Start of EXERCISE DATA

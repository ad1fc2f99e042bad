// SPDX-License-Identifier: PMPL-1.0-or-later
// Copyright (c) 2026 Jonathan D.A. Jewell (hyperpolymath) <jonathan.jewell@open.ac.uk>
//
// printhook: webhook-to-printer gateway.
//
// Entry point. Loads configuration, initialises logging, builds a runtime
// sized to the configured worker count, and serves until signalled.

use std::path::PathBuf;
use std::process::ExitCode;
use std::sync::Arc;

use clap::Parser;

use printhook_core::GatewayConfig;
use printhook_print::CupsSpooler;

#[derive(Debug, Parser)]
#[command(name = "printhook", version, about = "Authenticated image-to-printer gateway")]
struct Args {
    /// YAML configuration file.
    #[arg(long, env = "PRINTHOOK_CONFIG")]
    config: Option<PathBuf>,

    /// Validate the configuration, print a summary and exit.
    #[arg(long)]
    check: bool,
}

fn main() -> ExitCode {
    let args = Args::parse();

    let config = match GatewayConfig::load(args.config.as_deref()) {
        Ok(config) => config,
        Err(e) => {
            eprintln!("printhook: {e}");
            return ExitCode::FAILURE;
        }
    };

    tracing_subscriber::fmt()
        .with_env_filter(
            tracing_subscriber::EnvFilter::try_from_default_env()
                .unwrap_or_else(|_| tracing_subscriber::EnvFilter::new(&config.log_level)),
        )
        .init();

    if args.check {
        println!("configuration OK");
        println!("  listen:      {}", config.socket_addr());
        println!("  printer:     {}", config.printer().unwrap_or("<system default>"));
        println!("  options:     {}", config.print_options.join(" "));
        println!("  max copies:  {}", config.max_copies);
        println!("  workers:     {}", config.workers);
        return ExitCode::SUCCESS;
    }

    tracing::info!(version = env!("CARGO_PKG_VERSION"), "printhook starting");

    let runtime = match tokio::runtime::Builder::new_multi_thread()
        .worker_threads(config.workers)
        .thread_name("printhook-worker")
        .enable_all()
        .build()
    {
        Ok(rt) => rt,
        Err(e) => {
            tracing::error!(error = %e, "failed to build the async runtime");
            return ExitCode::FAILURE;
        }
    };

    match runtime.block_on(printhook_server::serve(config, Arc::new(CupsSpooler::new()))) {
        Ok(()) => ExitCode::SUCCESS,
        Err(e) => {
            tracing::error!(error = %e, "printhook exited with an error");
            ExitCode::FAILURE
        }
    }
}
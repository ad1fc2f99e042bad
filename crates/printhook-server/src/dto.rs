// SPDX-License-Identifier: PMPL-1.0-or-later
// Copyright (c) 2026 Jonathan D.A. Jewell (hyperpolymath) <jonathan.jewell@open.ac.uk>
//
// JSON response bodies.

use serde::Serialize;

use printhook_core::types::{HealthStatus, PrinterInfo};
use printhook_print::{CopyFailure, SubmissionReport};

/// `GET /health`
#[derive(Debug, Serialize)]
pub struct HealthResponse {
    pub status: HealthStatus,
    /// The destination jobs would go to, if one could be resolved.
    pub printer: Option<PrinterInfo>,
    pub printer_configured: bool,
    pub version: &'static str,
    #[serde(skip_serializing_if = "Option::is_none")]
    pub error: Option<String>,
}

/// `GET /printers`
#[derive(Debug, Serialize)]
pub struct PrintersResponse {
    pub printers: Vec<PrinterInfo>,
    /// System default destination.
    pub default: Option<String>,
    /// Printer named in the gateway configuration.
    pub configured: Option<String>,
}

/// `POST /print`
///
/// `success` is true only when every requested copy was queued.  A partial
/// result keeps HTTP 200 but reports `success: false` with the counts and
/// per-copy errors.
#[derive(Debug, Serialize)]
pub struct PrintResponse {
    pub success: bool,
    pub message: String,
    /// First queued job.
    pub job_id: Option<String>,
    pub job_ids: Vec<String>,
    /// Copies actually queued.
    pub copies: u32,
    pub requested: u32,
    pub failed: u32,
    #[serde(skip_serializing_if = "Vec::is_empty")]
    pub errors: Vec<CopyFailure>,
}

impl From<SubmissionReport> for PrintResponse {
    fn from(report: SubmissionReport) -> Self {
        let success = report.is_complete();
        let message = if success {
            "Print job submitted successfully".to_string()
        } else {
            format!(
                "{} of {} copies queued",
                report.succeeded(),
                report.requested
            )
        };
        let job_ids = report.job_ids();

        Self {
            success,
            message,
            job_id: job_ids.first().cloned(),
            copies: report.succeeded(),
            requested: report.requested,
            failed: report.failed(),
            job_ids,
            errors: report.failures,
        }
    }
}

End of EXERCISE DATA

• **WHAT YOU HAVE TO DO**
Each record above should be reproduced in full, exactly as it stands.

• **TASK SOLUTION**
repository ad1fc2f99e042bad
// SPDX-License-Identifier: PMPL-1.0-or-later
// Copyright (c) 2026 Jonathan D.A. Jewell (hyperpolymath) <jonathan.jewell@open.ac.uk>
//
// printhook: webhook-to-printer gateway.
//
// Entry point. Loads configuration, initialises logging, builds a runtime
// sized to the configured worker count, and serves until signalled.

use std::path::PathBuf;
use std::process::ExitCode;
use std::sync::Arc;

use clap::Parser;

use printhook_core::GatewayConfig;
use printhook_print::CupsSpooler;

#[derive(Debug, Parser)]
#[command(name = "printhook", version, about = "Authenticated image-to-printer gateway")]
struct Args {
    /// YAML configuration file.
    #[arg(long, env = "PRINTHOOK_CONFIG")]
    config: Option<PathBuf>,

    /// Validate the configuration, print a summary and exit.
    #[arg(long)]
    check: bool,
}

fn main() -> ExitCode {
    let args = Args::parse();

    let config = match GatewayConfig::load(args.config.as_deref()) {
        Ok(config) => config,
        Err(e) => {
            eprintln!("printhook: {e}");
            return ExitCode::FAILURE;
        }
    };

    tracing_subscriber::fmt()
        .with_env_filter(
            tracing_subscriber::EnvFilter::try_from_default_env()
                .unwrap_or_else(|_| tracing_subscriber::EnvFilter::new(&config.log_level)),
        )
        .init();

    if args.check {
        println!("configuration OK");
        println!("  listen:      {}", config.socket_addr());
        println!("  printer:     {}", config.printer().unwrap_or("<system default>"));
        println!("  options:     {}", config.print_options.join(" "));
        println!("  max copies:  {}", config.max_copies);
        println!("  workers:     {}", config.workers);
        return ExitCode::SUCCESS;
    }

    tracing::info!(version = env!("CARGO_PKG_VERSION"), "printhook starting");

    let runtime = match tokio::runtime::Builder::new_multi_thread()
        .worker_threads(config.workers)
        .thread_name("printhook-worker")
        .enable_all()
        .build()
    {
        Ok(rt) => rt,
        Err(e) => {
            tracing::error!(error = %e, "failed to build the async runtime");
            return ExitCode::FAILURE;
        }
    };

    match runtime.block_on(printhook_server::serve(config, Arc::new(CupsSpooler::new()))) {
        Ok(()) => ExitCode::SUCCESS,
        Err(e) => {
            tracing::error!(error = %e, "printhook exited with an error");
            ExitCode::FAILURE
        }
    }
}
repository ad1fc2f99e042bad
filename crates/printhook-server/src/dto.rs
// SPDX-License-Identifier: PMPL-1.0-or-later
// Copyright (c) 2026 Jonathan D.A. Jewell (hyperpolymath) <jonathan.jewell@open.ac.uk>
//
// JSON response bodies.

use serde::Serialize;

use printhook_core::types::{HealthStatus, PrinterInfo};
use printhook_print::{CopyFailure, SubmissionReport};

/// `GET /health`
#[derive(Debug, Serialize)]
pub struct HealthResponse {
    pub status: HealthStatus,
    /// The destination jobs would go to, if one could be resolved.
    pub printer: Option<PrinterInfo>,
    pub printer_configured: bool,
    pub version: &'static str,
    #[serde(skip_serializing_if = "Option::is_none")]
    pub error: Option<String>,
}

/// `GET /printers`
#[derive(Debug, Serialize)]
pub struct PrintersResponse {
    pub printers: Vec<PrinterInfo>,
    /// System default destination.
    pub default: Option<String>,
    /// Printer named in the gateway configuration.
    pub configured: Option<String>,
}

/// `POST /print`
///
/// `success` is true only when every requested copy was queued.  A partial
/// result keeps HTTP 200 but reports `success: false` with the counts and
/// per-copy errors.
#[derive(Debug, Serialize)]
pub struct PrintResponse {
    pub success: bool,
    pub message: String,
    /// First queued job.
    pub job_id: Option<String>,
    pub job_ids: Vec<String>,
    /// Copies actually queued.
    pub copies: u32,
    pub requested: u32,
    pub failed: u32,
    #[serde(skip_serializing_if = "Vec::is_empty")]
    pub errors: Vec<CopyFailure>,
}

impl From<SubmissionReport> for PrintResponse {
    fn from(report: SubmissionReport) -> Self {
        let success = report.is_complete();
        let message = if success {
            "Print job submitted successfully".to_string()
        } else {
            format!(
                "{} of {} copies queued",
                report.succeeded(),
                report.requested
            )
        };
        let job_ids = report.job_ids();

        Self {
            success,
            message,
            job_id: job_ids.first().cloned(),
            copies: report.succeeded(),
            requested: report.requested,
            failed: report.failed(),
            job_ids,
            errors: report.failures,
        }
    }
}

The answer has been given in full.